Under 1334(a)(6), the OMB is responsible for assuring that there will be at least one plan available through every exchange that does not cover abortions (other than those allowed under the Hyde amendment). The Response memo claims that this is a change from current policy, because none of the plans that currently contract with OMB for the Federal Employees Health Benefits Program may cover abortion. But as is very clear from section 1334, the OMB program created by the Senate bill is different from and entirely distinct from the FEHBP program. The 1334 OMB program is intended to broaden the options that are available to enrollees through the exchanges, making local insurance markets more competitive. In effect it builds on the exchanges themselves to assure that individuals in the small and non-group market have a variety of tax-subsidized options available. If there is any change here, it is a change that will make abortion less available. While employee-benefit plans (including small employer plans), currently subsidized by tax deductions and exclusions, often provide abortion coverage, the Senate bill, like the House bill, assures that federal tax credit will never pay for abortions, whether coverage is purchase through an OMB plan or otherwise through the exchange.
In fact many plans that do not cover abortion will be available through the exchange. No federal law currently requires bakeries to sell bread. But of course they all do. Similarly, markets will assure that there will be many plans available to people who do not want to pay for abortion coverage. In states where abortion coverage through the exchange is outlawed under 1303(a), no plans will offer abortion coverage. In states where coverage is legal, couples beyond child-bearing age, single men, and many women and couples of child-bearing age who have moral objections to abortion will insist on not having to write two checks and not having to pay for coverage they do not want. Even women and couples who have no moral objection to abortion are unlikely to purchase coverage. Almost 90 percent of abortions are now privately financed, and few women expect that they will want an abortion and thus plan ahead by purchasing coverage. It is likely that few women or couples of child-bearing age will go through the trouble of selecting a plan that covers abortion and paying two checks for it. This is particularly likely to be true for women with employer coverage, who may be embarrassed to let their employer know that they are choosing abortion coverage.
Indeed, it is likely that few plans will offer abortion coverage at all. Those that do will invariably offer an identical plan without coverage for the majority of their market, which does not want to choose abortion coverage.

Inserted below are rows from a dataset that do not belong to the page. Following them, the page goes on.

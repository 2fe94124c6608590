//! Little-endian integer decoding for the binary workbook formats.
//! Callers check slice lengths; the `to_*` functions read the leading bytes.

/// Converts a byte slice into an iterator of usize values, 4 bytes at a time.
/// A trailing partial chunk is ignored.
pub(crate) fn to_usize_iter(bytes: &[u8]) -> impl ExactSizeIterator<Item = usize> + '_ {
    bytes
        .chunks_exact(4)
        .map(|chunk| u32::from_le_bytes([chunk[0], chunk[1], chunk[2], chunk[3]]) as usize)
}

#[inline]
pub(crate) fn to_u64(s: &[u8]) -> u64 {
    u64::from_le_bytes([s[0], s[1], s[2], s[3], s[4], s[5], s[6], s[7]])
}

#[inline]
pub(crate) fn to_u32(s: &[u8]) -> u32 {
    u32::from_le_bytes([s[0], s[1], s[2], s[3]])
}

#[inline]
pub(crate) fn to_u16(s: &[u8]) -> u16 {
    u16::from_le_bytes([s[0], s[1]])
}

/// Converts the first 4 bytes of a slice to a usize value.
#[inline]
pub(crate) fn to_usize(s: &[u8]) -> usize {
    to_u32(s) as usize
}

Many plans currently offer abortion coverage, often without their enrollees knowing it, as one would assume was true with the Republican National Committee’s plan, because the insurers believe it will save them the costs of childbirths. But once abortion becomes a separate service that must be fully paid for by a separate premium, coverage for it will likely become rare.
It is argued that the Senate bill makes enrollees pay for other enrollees’ abortions. Of course, by definition, a person who buys health insurance pays for someone else’s health care. That is the nature of insurance pooling. But only those who choose to purchase abortion coverage will pay for other enrollees’ abortions, expecting that the others will pay for their own if they choose to have one.
It is also argued that the Senate approach allows federal money to be used to pay for plans that cover abortions. The essential point is that the Senate bill does not allow federal money to be used to pay for abortions. Federal Medicare and Medicaid funds currently help to pay for hospitals that pay for abortion, but they do not pay for abortions. This is directly analogous to the Senate approach.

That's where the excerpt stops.